Roshni Nadar Malhotra: For example, in the northeast of India, we do a project with the Hoolock Gibbon. And the Hoolock Gibbons have lost a severe amount of their habitat to deforestation. They actually live in forest clusters. But there is no connecting forest in the middle.

And if you read in the past 5 to 6 years, while the northeast of India in comparison to the rest of India it gets a large share of fresh water because of the rainfall, because of the deforestation, they are not able to contain that freshwater. And so much of it actually floods the entire region and goes into the sea.

So there is a clear example of a region in our in my own country which gets more than than the [average] annual percentage of rainfall than any other spot in the country. So they are getting fresh water. But because of the amount of deforestation that has taken place, it is unable to actually harness and use that resource. And the kind of impact that it had on even the Hoolock Gibbons population and how they've had to adapt and move to different parts so that they can just have access to not only their homeland, which is the trees, but also freshwater, which they would have had in abundance if there hadn't been this sort of rain off.

There's been a big ESG push, which has made carbon quite central to everyone's agenda. But we don't see water central to an agenda.

Roshni Nadar Malhotra, Chairperson, HCL Technologies

Emanuela Orsini: I want to focus more on the topic of freshwater. Why is it so at risk right now?

Roshni Nadar Malhotra: For most of us, agriculture is a very large source of GDP in our countries. And to access water for agriculture, most countries are using wetlands, they're using aquifers, they're using freshwater resources. They're developing next to rivers which come from glaciers. They're developing next to lakes, which are also another source of freshwater. So we are actually, as a race, consuming a lot more freshwater than we're actually rejuvenating and pumping back into the system.

So over the past couple of decades, we are actually losing more fresh water. Close to 80% of wastewater goes into waterways without adequate treatment, and then it eventually reaches the ocean. So we're using the resource, but we're not replenishing the resource. And whatever wastewater which could have been taken in for treatment, 80% of it is also just going through the underground and just going into the sea. And of course, as you know, there's enough studies to show what's even happening to the oceans in terms of pollutants.

Emanuela Orsini: And so now I want to talk a bit more about the Aquapreneur Innovation Initiative that HCL has launched. So my question to you is why HCL as a tech company, why have you decided to invest in water and what is the link there between tech and water?

Roshni Nadar Malhotra: So HCL as a group has been working in both tech based and nature based solutions to help rejuvenate, conserve and recycle freshwater ecosystems across India with a lot of strong community partnerships and NGOs. We were doing this as part of the HCL Foundation, and we do believe that there is an innovation ecosystem that can enable water entrepreneurs with resources and mentoring to invest in creating new solutions and also improving and scaling existing ones.

I think that even today, if we look at CSR grants, if we look at foundations, a lot of the money still tends to go towards education, healthcare and some of the other larger causes, which of course require heavy investments as well. But water being and especially freshwater being such an important resource is probably not getting that kind of patient capital.

And because time is short.
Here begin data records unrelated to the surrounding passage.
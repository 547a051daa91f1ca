// Play/pause toggle over the transport.
//
// The controller gates everything on the score being ready: until
// `score_ready` is called, clicks do nothing. After that a click pauses a
// playing transport or resumes a stopped one. Resuming once the transport
// has reached the end of its buffer first asks for a reset
// (`PlaybackNotice::ResetRequested`); the artwork decides what resetting
// means.
//
// Cursor and prompt changes belong to the UI, so the controller only emits
// notices describing them.

use crate::transport::Transport;
use serde::{Deserialize, Serialize};

/// UI-facing notifications emitted by the controller, in order.
#[derive(Clone, Copy, Debug, PartialEq, Eq, Serialize, Deserialize)]
pub enum PlaybackNotice {
    /// Score loaded; show the play prompt.
    Ready,
    /// The cursor should invite playing (transport paused or ended).
    CursorPlay,
    /// The cursor should invite pausing (transport playing).
    CursorPause,
    /// The play prompt should disappear.
    HidePlayPrompt,
    /// Playback is about to restart after the end; reset visuals first.
    ResetRequested,
}

/// Where a performance is, from the viewer's point of view.
#[derive(Clone, Copy, Debug, PartialEq, Eq, Serialize, Deserialize)]
pub enum PlaybackPhase {
    /// Score still loading (or failed); clicks are ignored.
    Loading,
    /// Loaded, never played: the static frame is showing.
    Static,
    Playing,
    Paused,
    /// The transport ran to the end. Frames keep animating the last
    /// transition until the next click.
    Finished,
}

#[derive(Clone, Debug, PartialEq, Eq, Serialize, Deserialize)]
pub struct PlaybackController {
    loaded: bool,
    showing_static: bool,
    finished: bool,
}

impl Default for PlaybackController {
    fn default() -> Self {
        Self {
            loaded: false,
            showing_static: true,
            finished: false,
        }
    }
}

impl PlaybackController {
    pub fn new() -> Self {
        Self::default()
    }

    pub fn score_ready(&mut self) -> Vec<PlaybackNotice> {
        self.loaded = true;
        vec![PlaybackNotice::Ready]
    }

    pub fn phase(&self, transport: &impl Transport) -> PlaybackPhase {
        if !self.loaded {
            PlaybackPhase::Loading
        } else if self.showing_static {
            PlaybackPhase::Static
        } else if transport.is_playing() {
            PlaybackPhase::Playing
        } else if self.finished {
            PlaybackPhase::Finished
        } else {
            PlaybackPhase::Paused
        }
    }

    /// Handle a click/tap.
    pub fn toggle(&mut self, transport: &mut impl Transport) -> Vec<PlaybackNotice> {
        if !self.loaded {
            return Vec::new();
        }

        if transport.is_playing() {
            transport.pause();
            return vec![PlaybackNotice::CursorPlay];
        }

        let mut notices = Vec::new();
        // Only a reported end-of-stream resets; a pause near the end of the
        // buffer resumes in place.
        if self.finished {
            notices.push(PlaybackNotice::ResetRequested);
            self.finished = false;
        }
        notices.push(PlaybackNotice::HidePlayPrompt);
        transport.play();
        self.showing_static = false;
        notices.push(PlaybackNotice::CursorPause);
        notices
    }

    /// The transport reported end-of-stream.
    pub fn transport_ended(&mut self) -> Vec<PlaybackNotice> {
        self.finished = true;
        vec![PlaybackNotice::CursorPlay]
    }
}
// Background score loading.
//
// `ScoreLoader` runs a load on its own thread and hands the single result
// back over an `mpsc` channel. The host polls it once per frame (or blocks
// with `wait`); the first `Some` from `poll` is the ready notification.
// Nothing else is shared with the loading thread, so the artwork never
// sees a half-loaded score.

use crate::error::ScoreError;
use crate::midi::{Score, parse_score, read_score};
use std::path::PathBuf;
use std::sync::mpsc::{self, Receiver, TryRecvError};
use std::thread::{self, JoinHandle};

pub type LoadResult = Result<Score, ScoreError>;

pub struct ScoreLoader {
    inbox: Receiver<LoadResult>,
    _thread: Option<JoinHandle<()>>,
    delivered: bool,
}

impl ScoreLoader {
    /// Run `load` on a background thread.
    pub fn spawn<F>(load: F) -> Self
    where
        F: FnOnce() -> LoadResult + Send + 'static,
    {
        let (tx, rx) = mpsc::channel();
        let thread = thread::spawn(move || {
            // The receiver may already be gone; nothing to report then.
            let _ = tx.send(load());
        });
        Self {
            inbox: rx,
            _thread: Some(thread),
            delivered: false,
        }
    }

    /// Load and parse a MIDI file in the background.
    pub fn from_file(path: impl Into<PathBuf>, track: Option<usize>) -> Self {
        let path = path.into();
        tracing::debug!(path = %path.display(), "loading score in background");
        Self::spawn(move || read_score(&path, track))
    }

    /// Parse MIDI bytes already in memory, in the background.
    pub fn from_bytes(bytes: Vec<u8>, track: Option<usize>) -> Self {
        Self::spawn(move || parse_score(&bytes, track))
    }

    /// Non-blocking check. Returns the result exactly once; `None` before
    /// it is available and after it has been taken.
    pub fn poll(&mut self) -> Option<LoadResult> {
        if self.delivered {
            return None;
        }
        let result = match self.inbox.try_recv() {
            Ok(result) => result,
            Err(TryRecvError::Empty) => return None,
            Err(TryRecvError::Disconnected) => Err(ScoreError::LoaderDisconnected),
        };
        self.delivered = true;
        if let Err(e) = &result {
            tracing::warn!(error = %e, "score load failed");
        }
        Some(result)
    }

    /// Block until the load finishes.
    pub fn wait(mut self) -> LoadResult {
        if self.delivered {
            return Err(ScoreError::LoaderDisconnected);
        }
        self.delivered = true;
        self.inbox.recv().unwrap_or(Err(ScoreError::LoaderDisconnected))
    }
}

#[cfg(test)]
mod tests {
    use super::*;
    use std::time::{Duration, Instant};

    fn empty_score() -> Score {
        Score {
            ppq: 480,
            track_count: 0,
            initial_bpm: 120.0,
            duration_secs: 0.0,
            notes: Vec::new(),
        }
    }

    fn poll_until_ready(loader: &mut ScoreLoader) -> LoadResult {
        let deadline = Instant::now() + Duration::from_secs(5);
        loop {
            if let Some(result) = loader.poll() {
                return result;
            }
            assert!(Instant::now() < deadline, "loader never became ready");
            thread::sleep(Duration::from_millis(1));
        }
    }

    #[test]
    fn poll_delivers_once() {
        let mut loader = ScoreLoader::spawn(|| Ok(empty_score()));
        let result = poll_until_ready(&mut loader);
        assert_eq!(result.unwrap(), empty_score());
        assert!(loader.poll().is_none());
    }

    #[test]
    fn wait_blocks_for_the_result() {
        let loader = ScoreLoader::spawn(|| {
            thread::sleep(Duration::from_millis(20));
            Ok(empty_score())
        });
        assert_eq!(loader.wait().unwrap().ppq, 480);
    }

    #[test]
    fn errors_come_through_the_channel() {
        let loader = ScoreLoader::from_bytes(b"nope".to_vec(), None);
        assert!(matches!(loader.wait(), Err(ScoreError::Midi(_))));

        let mut loader = ScoreLoader::from_file("/nonexistent/score.mid", None);
        assert!(matches!(
            poll_until_ready(&mut loader),
            Err(ScoreError::Io { .. })
        ));
    }

    #[test]
    fn panicking_load_reports_disconnect() {
        let loader = ScoreLoader::spawn(|| panic!("loader blew up"));
        assert!(matches!(loader.wait(), Err(ScoreError::LoaderDisconnected)));
    }
}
I think the one thing that we can agree is that when young entrepreneurs put their minds to solving a solution, they're able to do so effectively if they have capital. And so the Aquapreneur Innovations Initiative is set up as a way to provide patient capital to water entrepreneurs, aquapreneurs, to come up with innovative solutions for freshwater conservation, but also help scale existing solutions, which may not be happening across geographies, may be very localized, but not so much globalized.

Emanuela Orsini: Are there any innovations that have surprised you so far, or what are the kind of things that you you're hoping that might come out of the Aquapreneur Innovation Initiative on UpLink?
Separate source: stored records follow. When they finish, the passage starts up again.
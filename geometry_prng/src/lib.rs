// Deterministic, portable pseudo-random number generator for the artwork.
//
// xoshiro256++ (Blackman & Vigna, 2019) expanded from a single `u64` seed by
// SplitMix64. Every random decision in a performance (base hue, scene
// sampling, catalog permutation, blend-mode picks) draws from one `ArtRng`
// owned by the artwork, so a seed fully determines the catalog and the order
// in which scenes play.
//
// On top of the raw generator this crate provides the two sampling
// primitives the scene generator needs: `choose` (uniform pick from a slice)
// and `shuffle` (uniform Fisher-Yates permutation). Both are built on
// rejection-sampled integer ranges so that no index is favoured by modulo
// bias.
//
// **Critical constraint: determinism.** Identical prior state must yield
// identical output on every platform. No OS entropy, no stdlib hashing, and
// no floating point inside the core generator.

use serde::{Deserialize, Serialize};

/// Xoshiro256++ generator. Cloneable and serializable so a performance can be
/// snapshotted mid-stream and resumed bit-for-bit.
#[derive(Clone, Debug, PartialEq, Eq, Serialize, Deserialize)]
pub struct ArtRng {
    s: [u64; 4],
}

impl ArtRng {
    /// Seed a generator. Equal seeds give equal streams.
    pub fn new(seed: u64) -> Self {
        let mut sm = seed;
        Self {
            s: [
                splitmix64(&mut sm),
                splitmix64(&mut sm),
                splitmix64(&mut sm),
                splitmix64(&mut sm),
            ],
        }
    }

    pub fn next_u64(&mut self) -> u64 {
        let result = (self.s[0].wrapping_add(self.s[3]))
            .rotate_left(23)
            .wrapping_add(self.s[0]);

        let t = self.s[1] << 17;

        self.s[2] ^= self.s[0];
        self.s[3] ^= self.s[1];
        self.s[1] ^= self.s[2];
        self.s[0] ^= self.s[3];

        self.s[2] ^= t;
        self.s[3] = self.s[3].rotate_left(45);

        result
    }

    /// Uniform `f64` in [0, 1), built from the upper 53 bits.
    pub fn next_f64(&mut self) -> f64 {
        (self.next_u64() >> 11) as f64 / (1u64 << 53) as f64
    }

    /// Uniform value in `[low, high)`.
    ///
    /// Panics if `low >= high`.
    pub fn range_f64(&mut self, low: f64, high: f64) -> f64 {
        assert!(low < high, "range_f64: low must be less than high");
        let v = low + self.next_f64() * (high - low);
        // Rounding in the multiply can land exactly on `high`.
        if v >= high { low } else { v }
    }

    /// Uniform integer in `[low, high)`, rejection sampled.
    ///
    /// Panics if `low >= high`.
    pub fn range_u64(&mut self, low: u64, high: u64) -> u64 {
        assert!(low < high, "range_u64: low must be less than high");
        let range = high - low;
        if range.is_power_of_two() {
            return low + (self.next_u64() & (range - 1));
        }
        let threshold = range.wrapping_neg() % range; // (2^64 - range) % range
        loop {
            let r = self.next_u64();
            if r >= threshold {
                return low + (r % range);
            }
        }
    }

    /// Uniform index in `[low, high)`.
    pub fn range_usize(&mut self, low: usize, high: usize) -> usize {
        self.range_u64(low as u64, high as u64) as usize
    }

    /// Pick one element uniformly.
    ///
    /// Panics on an empty slice: there is nothing to choose and callers only
    /// ever sample from fixed, non-empty catalogs.
    pub fn choose<'a, T>(&mut self, items: &'a [T]) -> &'a T {
        assert!(!items.is_empty(), "choose: cannot pick from an empty slice");
        &items[self.range_usize(0, items.len())]
    }

    /// In-place uniform permutation (Fisher-Yates, walking down from the end).
    pub fn shuffle<T>(&mut self, items: &mut [T]) {
        for i in (1..items.len()).rev() {
            let j = self.range_usize(0, i + 1);
            items.swap(i, j);
        }
    }
}

/// SplitMix64 step, used only to expand the seed into xoshiro state.
fn splitmix64(state: &mut u64) -> u64 {
    *state = state.wrapping_add(0x9e37_79b9_7f4a_7c15);
    let mut z = *state;
    z = (z ^ (z >> 30)).wrapping_mul(0xbf58_476d_1ce4_e5b9);
    z = (z ^ (z >> 27)).wrapping_mul(0x94d0_49bb_1331_11eb);
    z ^ (z >> 31)
}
Roshni Nadar Malhotra: So just to give you an example, in India, we worked with an organization and reconstructed 12 rooftop rainwater harvesting structures in government schools to ensure that students would have access to water. And this was a great positive effect because not only were we harnessing rainwater, but we were also reducing the dependency on groundwater, and the children were regularly trained on sustainable use of water, we provided appropriate water filters for safe drinking of this harvested rainwater. And since 2017, over 140,000 people have benefited through this water conservation intervention.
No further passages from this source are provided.